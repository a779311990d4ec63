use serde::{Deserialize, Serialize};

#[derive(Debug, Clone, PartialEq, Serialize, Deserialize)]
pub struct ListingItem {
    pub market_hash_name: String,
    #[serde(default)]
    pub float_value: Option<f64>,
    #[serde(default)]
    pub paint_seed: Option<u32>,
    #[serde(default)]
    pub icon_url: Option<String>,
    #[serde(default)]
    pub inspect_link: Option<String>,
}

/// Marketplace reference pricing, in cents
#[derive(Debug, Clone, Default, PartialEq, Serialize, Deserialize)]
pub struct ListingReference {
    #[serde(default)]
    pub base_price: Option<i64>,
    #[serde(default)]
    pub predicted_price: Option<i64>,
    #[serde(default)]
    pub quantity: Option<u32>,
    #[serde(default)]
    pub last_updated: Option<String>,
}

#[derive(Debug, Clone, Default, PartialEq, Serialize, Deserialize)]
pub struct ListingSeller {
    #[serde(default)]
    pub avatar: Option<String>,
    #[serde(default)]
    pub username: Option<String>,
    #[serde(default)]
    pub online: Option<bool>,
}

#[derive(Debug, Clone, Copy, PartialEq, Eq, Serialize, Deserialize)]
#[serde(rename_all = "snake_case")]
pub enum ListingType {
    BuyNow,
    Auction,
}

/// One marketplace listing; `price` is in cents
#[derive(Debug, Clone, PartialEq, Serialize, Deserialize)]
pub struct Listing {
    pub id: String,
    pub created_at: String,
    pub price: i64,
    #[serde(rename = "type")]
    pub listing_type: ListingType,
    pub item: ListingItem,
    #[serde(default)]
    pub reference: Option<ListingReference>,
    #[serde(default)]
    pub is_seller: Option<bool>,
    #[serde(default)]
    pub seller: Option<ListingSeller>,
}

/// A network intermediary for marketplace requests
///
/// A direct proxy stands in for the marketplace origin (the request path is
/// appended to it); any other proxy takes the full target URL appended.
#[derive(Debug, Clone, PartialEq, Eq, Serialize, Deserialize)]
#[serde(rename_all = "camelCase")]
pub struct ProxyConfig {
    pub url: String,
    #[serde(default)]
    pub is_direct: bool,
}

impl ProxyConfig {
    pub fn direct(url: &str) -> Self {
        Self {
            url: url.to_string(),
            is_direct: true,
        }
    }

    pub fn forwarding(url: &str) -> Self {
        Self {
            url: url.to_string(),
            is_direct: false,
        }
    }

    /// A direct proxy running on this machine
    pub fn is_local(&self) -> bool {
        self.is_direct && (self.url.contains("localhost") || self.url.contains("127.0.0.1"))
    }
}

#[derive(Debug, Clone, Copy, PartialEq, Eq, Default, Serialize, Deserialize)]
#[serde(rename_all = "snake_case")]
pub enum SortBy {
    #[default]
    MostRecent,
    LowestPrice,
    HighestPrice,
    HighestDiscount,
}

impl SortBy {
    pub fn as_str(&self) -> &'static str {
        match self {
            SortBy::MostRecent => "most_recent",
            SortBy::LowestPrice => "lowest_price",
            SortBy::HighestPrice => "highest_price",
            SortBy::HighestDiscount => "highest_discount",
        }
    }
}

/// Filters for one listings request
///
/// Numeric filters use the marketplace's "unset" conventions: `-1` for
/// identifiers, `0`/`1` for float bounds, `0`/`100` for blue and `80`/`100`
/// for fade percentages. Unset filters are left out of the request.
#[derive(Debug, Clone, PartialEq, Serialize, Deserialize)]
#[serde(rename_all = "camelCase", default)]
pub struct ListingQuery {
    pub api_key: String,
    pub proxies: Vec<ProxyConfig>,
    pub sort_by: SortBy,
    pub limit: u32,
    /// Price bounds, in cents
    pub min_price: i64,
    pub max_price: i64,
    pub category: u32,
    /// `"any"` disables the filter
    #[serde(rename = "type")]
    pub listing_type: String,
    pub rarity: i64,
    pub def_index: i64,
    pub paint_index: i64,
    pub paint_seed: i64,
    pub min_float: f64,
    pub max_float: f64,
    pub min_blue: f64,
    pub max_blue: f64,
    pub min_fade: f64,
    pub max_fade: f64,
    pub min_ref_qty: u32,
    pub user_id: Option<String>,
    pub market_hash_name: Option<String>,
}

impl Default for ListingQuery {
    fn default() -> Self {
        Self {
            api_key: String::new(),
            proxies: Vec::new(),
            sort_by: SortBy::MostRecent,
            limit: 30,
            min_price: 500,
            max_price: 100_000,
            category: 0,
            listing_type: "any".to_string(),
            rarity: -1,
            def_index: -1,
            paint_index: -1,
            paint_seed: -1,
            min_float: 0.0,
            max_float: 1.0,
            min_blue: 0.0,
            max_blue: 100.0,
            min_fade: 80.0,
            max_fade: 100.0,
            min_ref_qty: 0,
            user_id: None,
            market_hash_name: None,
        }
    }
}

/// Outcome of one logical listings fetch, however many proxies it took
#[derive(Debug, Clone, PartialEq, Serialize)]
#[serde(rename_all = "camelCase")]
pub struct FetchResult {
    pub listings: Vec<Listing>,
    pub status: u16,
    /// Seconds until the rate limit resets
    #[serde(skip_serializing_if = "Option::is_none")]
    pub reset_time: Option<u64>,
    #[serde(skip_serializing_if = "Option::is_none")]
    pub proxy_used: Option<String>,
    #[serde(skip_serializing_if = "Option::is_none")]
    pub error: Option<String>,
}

────

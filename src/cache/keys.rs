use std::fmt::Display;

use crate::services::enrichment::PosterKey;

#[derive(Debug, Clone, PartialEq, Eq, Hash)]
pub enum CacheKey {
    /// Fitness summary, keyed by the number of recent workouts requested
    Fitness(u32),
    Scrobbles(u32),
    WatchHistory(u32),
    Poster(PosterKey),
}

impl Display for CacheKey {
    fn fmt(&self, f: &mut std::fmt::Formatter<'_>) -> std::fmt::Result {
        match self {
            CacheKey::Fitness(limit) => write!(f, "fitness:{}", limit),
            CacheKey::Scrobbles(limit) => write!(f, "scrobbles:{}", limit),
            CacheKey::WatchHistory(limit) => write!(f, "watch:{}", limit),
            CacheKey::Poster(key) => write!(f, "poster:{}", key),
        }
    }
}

────

## Exercise objective:
For every line of the records that has the word "Fitness" in it, make a copy.

## Answer to this task:
    /// Fitness summary, keyed by the number of recent workouts requested
    Fitness(u32),
            CacheKey::Fitness(limit) => write!(f, "fitness:{}", limit),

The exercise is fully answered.